Let The Wrong One In


Reviewed by: Jennie Kermode

Let The Wrong One In
"With memorable characters, skilled acting and great comic timing, this film is entertaining throughout." | Photo: courtesy of Sapkar Public Relations

Deco (Eoin Duffy) is not allowed in the house. It’s not clear how long this rule has been in application, but it’s pretty clear why. Whilst it may seem harsh, anybody who has had an addict in the family will understand. The person who enforces the rule, however, is his mother, and she’s not home, and his brother Matt (Karl Rice) isn’t as good at saying no when he begs for permission to cross the threshold.

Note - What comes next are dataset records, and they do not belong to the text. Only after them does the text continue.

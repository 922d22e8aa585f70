//! Raw TOML configuration data types
//!
//! These structs represent the exact structure of the TOML config file.
//! They are deserialized directly and use domain types where appropriate.

mod backends;
mod execution;
mod logging;
mod output;

pub use backends::{
    DEFAULT_GITHUB_API_URL, FileAtlassianConfig, FileConfluenceConfig, FileGithubConfig,
    FileJiraConfig,
};
pub use execution::FileExecutionConfig;
pub use logging::FileLoggingConfig;
pub use output::{FileOutputConfig, FileOutputFormat};

use serde::{Deserialize, Serialize};
use thiserror::Error;

/// Configuration validation errors
#[derive(Error, Debug, PartialEq, Eq)]
pub enum ConfigValidationError {
    #[error("execution.http_timeout_seconds cannot be 0")]
    InvalidTimeout,

    #[error("execution.max_calls_per_turn cannot be 0")]
    InvalidCallLimit,

    #[error("{field} is not a valid URL: {value}")]
    InvalidUrl { field: &'static str, value: String },
}

/// Complete file configuration (raw TOML structure)
#[derive(Debug, Clone, Default, Serialize, Deserialize)]
#[serde(default)]
pub struct FileConfig {
    /// Jira site
    pub jira: FileJiraConfig,
    /// Confluence site
    pub confluence: FileConfluenceConfig,
    /// Credentials shared by Jira and Confluence
    pub atlassian: FileAtlassianConfig,
    /// GitHub REST API
    pub github: FileGithubConfig,
    /// Tool execution settings
    pub execution: FileExecutionConfig,
    /// Output settings
    pub output: FileOutputConfig,
    /// Conversation log settings
    pub logging: FileLoggingConfig,
}

impl FileConfig {
    /// Validate the configuration.
    ///
    /// Missing credentials are not an error here: they are reported by the
    /// affected tools on first use.
    pub fn validate(&self) -> Result<(), ConfigValidationError> {
        if self.execution.http_timeout_seconds == 0 {
            return Err(ConfigValidationError::InvalidTimeout);
        }
        if self.execution.max_calls_per_turn == 0 {
            return Err(ConfigValidationError::InvalidCallLimit);
        }

        let urls = [
            ("jira.url", self.jira.url.as_deref()),
            ("confluence.url", self.confluence.url.as_deref()),
            ("github.api_url", Some(self.github.api_url.as_str())),
        ];
        for (field, value) in urls {
            if let Some(value) = value
                && !(value.starts_with("https://") || value.starts_with("http://"))
            {
                return Err(ConfigValidationError::InvalidUrl {
                    field,
                    value: value.to_string(),
                });
            }
        }

        Ok(())
    }
}
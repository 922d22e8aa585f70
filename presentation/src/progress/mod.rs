//! Progress reporters

pub mod reporter;
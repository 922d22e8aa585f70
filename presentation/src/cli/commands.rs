//! CLI command definitions

use clap::{Parser, ValueEnum};
use courier_domain::OutputFormat as DomainOutputFormat;
use std::path::PathBuf;

/// Output format for coordination results
#[derive(Debug, Clone, Copy, PartialEq, Eq, ValueEnum)]
pub enum OutputFormat {
    /// Only the response text
    Text,
    /// Response, status and trace as JSON
    Json,
    /// Response followed by the per-agent trace
    Trace,
}

impl From<OutputFormat> for DomainOutputFormat {
    fn from(format: OutputFormat) -> Self {
        match format {
            OutputFormat::Text => DomainOutputFormat::Text,
            OutputFormat::Json => DomainOutputFormat::Json,
            OutputFormat::Trace => DomainOutputFormat::Trace,
        }
    }
}

/// CLI arguments for agent-courier
#[derive(Parser, Debug)]
#[command(name = "courier")]
#[command(author, version, about = "Route requests across Jira, Confluence and GitHub agents")]
#[command(long_about = r#"
agent-courier hands a natural-language request to the domain agents that can
serve it and threads data from one system into the next.

Each request goes through:
1. Classification: which systems are involved, and in which order
2. Source: the first agent fetches data with its own tools
3. Destination: the next agent receives that output verbatim and acts on it

Configuration files are loaded from (in priority order):
1. Environment          JIRA_URL, CONFLUENCE_URL, ATLASSIAN_EMAIL,
                        ATLASSIAN_TOKEN, GITHUB_TOKEN, GITHUB_API_URL
2. --config <path>      Explicit config file
3. ./courier.toml       Project-level config
4. ~/.config/agent-courier/config.toml   Global config

Example:
  courier "list backlog tickets for project DEMO"
  courier "summarize ticket DEMO-5 into a new Confluence page in space TEAM"
  courier -o trace "comment on PR acme/web#12 with the backlog for project DEMO"
  courier --chat
"#)]
pub struct Cli {
    /// The request to route (not required in chat mode)
    pub request: Option<String>,

    /// Start interactive chat mode
    #[arg(short, long)]
    pub chat: bool,

    /// Output format (defaults to the config file's, then text)
    #[arg(short, long, value_enum)]
    pub output: Option<OutputFormat>,

    /// Verbosity level (-v = info, -vv = debug, -vvv = trace)
    #[arg(short, long, action = clap::ArgAction::Count)]
    pub verbose: u8,

    /// Suppress progress indicators
    #[arg(short, long)]
    pub quiet: bool,

    /// Path to configuration file
    #[arg(long, value_name = "PATH")]
    pub config: Option<PathBuf>,

    /// Disable loading of configuration files
    #[arg(long)]
    pub no_config: bool,

    /// Show configuration file locations and exit
    #[arg(long)]
    pub show_config: bool,

    /// List every agent's tools and exit
    #[arg(long)]
    pub list_tools: bool,

    /// Append a JSONL transcript of each request to this file
    #[arg(long, value_name = "PATH")]
    pub log_file: Option<PathBuf>,
}

#[cfg(test)]
mod tests {
    use super::*;

    #[test]
    fn test_one_shot_request() {
        let cli = Cli::try_parse_from(["courier", "-o", "trace", "-vv", "list backlog"]).unwrap();
        assert_eq!(cli.request.as_deref(), Some("list backlog"));
        assert_eq!(cli.output, Some(OutputFormat::Trace));
        assert_eq!(cli.verbose, 2);
        assert!(!cli.chat);
    }

    #[test]
    fn test_chat_with_log_file() {
        let cli = Cli::try_parse_from(["courier", "--chat", "--log-file", "/tmp/c.jsonl"]).unwrap();
        assert!(cli.chat);
        assert!(cli.request.is_none());
        assert_eq!(cli.log_file, Some(PathBuf::from("/tmp/c.jsonl")));
    }

    #[test]
    fn test_unknown_output_format_rejected() {
        assert!(Cli::try_parse_from(["courier", "-o", "yaml", "x"]).is_err());
    }

    #[test]
    fn test_output_format_maps_to_domain() {
        assert_eq!(
            DomainOutputFormat::from(OutputFormat::Json),
            DomainOutputFormat::Json
        );
    }
}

Although at first it seems like an unwatchable mess with only one idea to cling to, Let The Wrong One In quickly reveals itself to be orders of magnitude smarter than its characters, and possessed of so much heart that despite their flaws, you’ll find yourself rooting for them. Between the burning in bright sunlight, the vomiting blood and the peculiar reaction to garlic mayonnaise – not to mention the two holes in the side of his neck and the story about an encounter with a strange woman in a club toilet the night before – even Matt figures out pretty quickly that brother has become a vampire. Deco is not thrilled to have to deal with that on top of all his other problems, and responds to Matt’s suggestion that he might qualify for disability benefit by countering that he won’t be able to go into town to sign on. But they have bigger things to deal with. There’s Deco’s growing craving for blood. There’s the threat posed by vampire hunter Henry (Anthony Head of Buffy The Vampire Slayer fame). And there’s Henry’s former fiancée Sheila (Mary Murray), who got bitten on her hen night and is now leading a ravenous pack of pointy-toothed women through the city looking for new recruits.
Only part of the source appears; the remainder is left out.